В девяносто девятом году в крошечной школе американского городка Юнионтаун (штат Канзас, население две тысячи душ, кругом одни кукурузные поля) учитель истории Норман Конард предложил четырём девчонкам-старшеклассницам сделать школьный проект к историческому конкурсу.

В одной старой газете они наткнулись на десятистрочную заметку о какой-то польской женщине, спасшей детей из Варшавского гетто. Девочки удивились, отчего о ней нигде ничего нет, и принялись копать, и копали без малого год.

По итогам написали короткую пьесу, назвали её «Жизнь в банке» (про ту самую бутылку под яблоней) и где-то в процессе сообразили, что про Ирену Сендлер не пишут просто потому, что все думают, будто её давно нет на свете, а она, между прочим, была жива, и жила в варшавской однокомнатной квартирке.

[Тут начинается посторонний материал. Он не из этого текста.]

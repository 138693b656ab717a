//! TF-IDF vectorization of short texts into a sparse CSR matrix.
//!
//! 1. **Tokenization**: lowercase, split on anything that is not a word
//!    character, keep tokens of two or more characters
//! 2. **Stopwords**: tokens found in the configured set are dropped
//! 3. **Vocabulary**: sorted term → column index over the whole corpus
//! 4. **Weighting**: raw term count × smoothed idf,
//!    `idf(t) = ln((1 + n) / (1 + df(t))) + 1`
//! 5. **Normalisation**: each document row scaled to unit L2 norm, so the dot
//!    product of two rows is their cosine similarity
//!
//! Documents that keep no token after steps 1–2 become empty rows.

use std::collections::BTreeMap;

use log::{debug, info};
use sprs::{CsMat, TriMat};

use crate::stopwords::StopWords;

/// Lowercased word tokens of at least two characters.
pub fn tokenize(text: &str) -> Vec<String> {
    text.to_lowercase()
        .split(|c: char| !(c.is_alphanumeric() || c == '_'))
        .filter(|t| t.chars().count() >= 2)
        .map(str::to_string)
        .collect()
}

#[derive(Debug, Clone)]
pub struct TfIdfVectorizer {
    stopwords: StopWords,
}

/// Fitted output: one L2-normalised row per input document.
#[derive(Debug, Clone)]
pub struct TfIdfMatrix {
    pub matrix: CsMat<f64>,
    pub vocabulary: BTreeMap<String, usize>,
    pub idf: Vec<f64>,
}

impl TfIdfMatrix {
    #[inline]
    pub fn ndocs(&self) -> usize {
        self.matrix.rows()
    }

    #[inline]
    pub fn nterms(&self) -> usize {
        self.matrix.cols()
    }

    /// Sorted term indices and weights of document `doc`.
    pub fn row(&self, doc: usize) -> (&[usize], &[f64]) {
        match self.matrix.outer_view(doc) {
            Some(view) => view.into_raw_storage(),
            None => (&[], &[]),
        }
    }

    /// True if the document kept at least one term.
    pub fn has_terms(&self, doc: usize) -> bool {
        !self.row(doc).0.is_empty()
    }
}

impl TfIdfVectorizer {
    pub fn new(stopwords: StopWords) -> Self {
        Self { stopwords }
    }

    fn analyze(&self, text: &str) -> Vec<String> {
        tokenize(text)
            .into_iter()
            .filter(|t| !self.stopwords.contains(t))
            .collect()
    }

    pub fn fit_transform<S: AsRef<str>>(&self, docs: &[S]) -> TfIdfMatrix {
        let n = docs.len();
        info!("Vectorizing {} documents", n);

        // per-document term counts
        let counted: Vec<BTreeMap<String, usize>> = docs
            .iter()
            .map(|d| {
                let mut counts = BTreeMap::new();
                for t in self.analyze(d.as_ref()) {
                    *counts.entry(t).or_insert(0) += 1;
                }
                counts
            })
            .collect();

        let mut df: BTreeMap<&str, usize> = BTreeMap::new();
        for counts in &counted {
            for term in counts.keys() {
                *df.entry(term.as_str()).or_insert(0) += 1;
            }
        }
        let vocabulary: BTreeMap<String, usize> = df
            .keys()
            .enumerate()
            .map(|(i, t)| (t.to_string(), i))
            .collect();
        let idf: Vec<f64> = df
            .values()
            .map(|&d| ((1.0 + n as f64) / (1.0 + d as f64)).ln() + 1.0)
            .collect();
        debug!("Vocabulary size: {}", vocabulary.len());

        let mut triplets = TriMat::new((n, vocabulary.len()));
        for (doc, counts) in counted.iter().enumerate() {
            let weighted: Vec<(usize, f64)> = counts
                .iter()
                .map(|(term, &c)| {
                    let col = vocabulary[term];
                    (col, c as f64 * idf[col])
                })
                .collect();
            let row_norm = weighted.iter().map(|(_, w)| w * w).sum::<f64>().sqrt();
            if row_norm == 0.0 {
                continue;
            }
            for (col, w) in weighted {
                triplets.add_triplet(doc, col, w / row_norm);
            }
        }
        let matrix: CsMat<f64> = triplets.to_csr();
        debug!("TF-IDF matrix {:?} with {} non-zeros", matrix.shape(), matrix.nnz());

        TfIdfMatrix {
            matrix,
            vocabulary,
            idf,
        }
    }
}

Канзасские школьницы списались с ней, потом приехали в Варшаву. Старушка заварила им чай и, по своему обыкновению, страшно стеснялась. С этого дня весть полетела по миру.

О Сендлер заговорили газеты, потом сняли два фильма, написали книги, в Польше её именем стали называть улицы и сорта тюльпанов. В две тысячи седьмом году её выдвинули на Нобелевскую премию мира.

Вы, наверное, думаете, что она её получила? Так вот, не получила. Премию в тот год вручили бывшему американскому вице-президенту Альберту Гору и межправительственной группе экспертов по климату за заслуги в деле борьбы с глобальным потеплением.

Ирена приняла известие о премии так, как принимала всё в своей жизни.

«Мы, те, кто спасал детей, вовсе не герои, - говорила она в одном из интервью. - Это утверждение мне не нравится. Напротив, меня преследуют угрызения совести, потому что я сделала так мало».

Архиепископ люблинский Юзеф Жицинский в варшавской газете сказал об этом тише и точнее. «Жизнь Ирены Сендлер, - заметил он, - это тихая доблесть без атмосферы шумихи».

А теперь, читатель, обещанное возвращение Эльжбеты Фиковской, девочки из плотницкого ящика.

К началу двухтысячных она стала взрослой женщиной и несколько лет возглавляла в Польше ассоциацию «Дети Холокоста». В марте две тысячи седьмого Сенат Польской Республики решил наконец торжественно почтить Ирену за её подвиг, но девяностосемилетняя старуха физически уже не могла добраться до парламентского зала - последние годы она жила в небольшом варшавском доме престарелых на окраине, который держали католические монахи ордена Святого Иоанна Божьего, так называемые бонифратры.

Тогда её попросили передать обращение через доверенного человека, и доверенным человеком оказалась именно Эльжбета Фиковская.

Так, через шестьдесят пять лет пятимесячный младенец, спасённый Иреной летом сорок второго, поднялся на трибуну польского парламента и произнёс за свою спасительницу те слова, которые Ирена уже не могла произнести сама.

Двенадцатого мая две тысячи восьмого года Ирена Сендлер тихо ушла в варшавской больнице, где лежала с воспалением лёгких уже больше месяца. Рядом, как всегда в последние годы, была её дочь Янина Згжембская.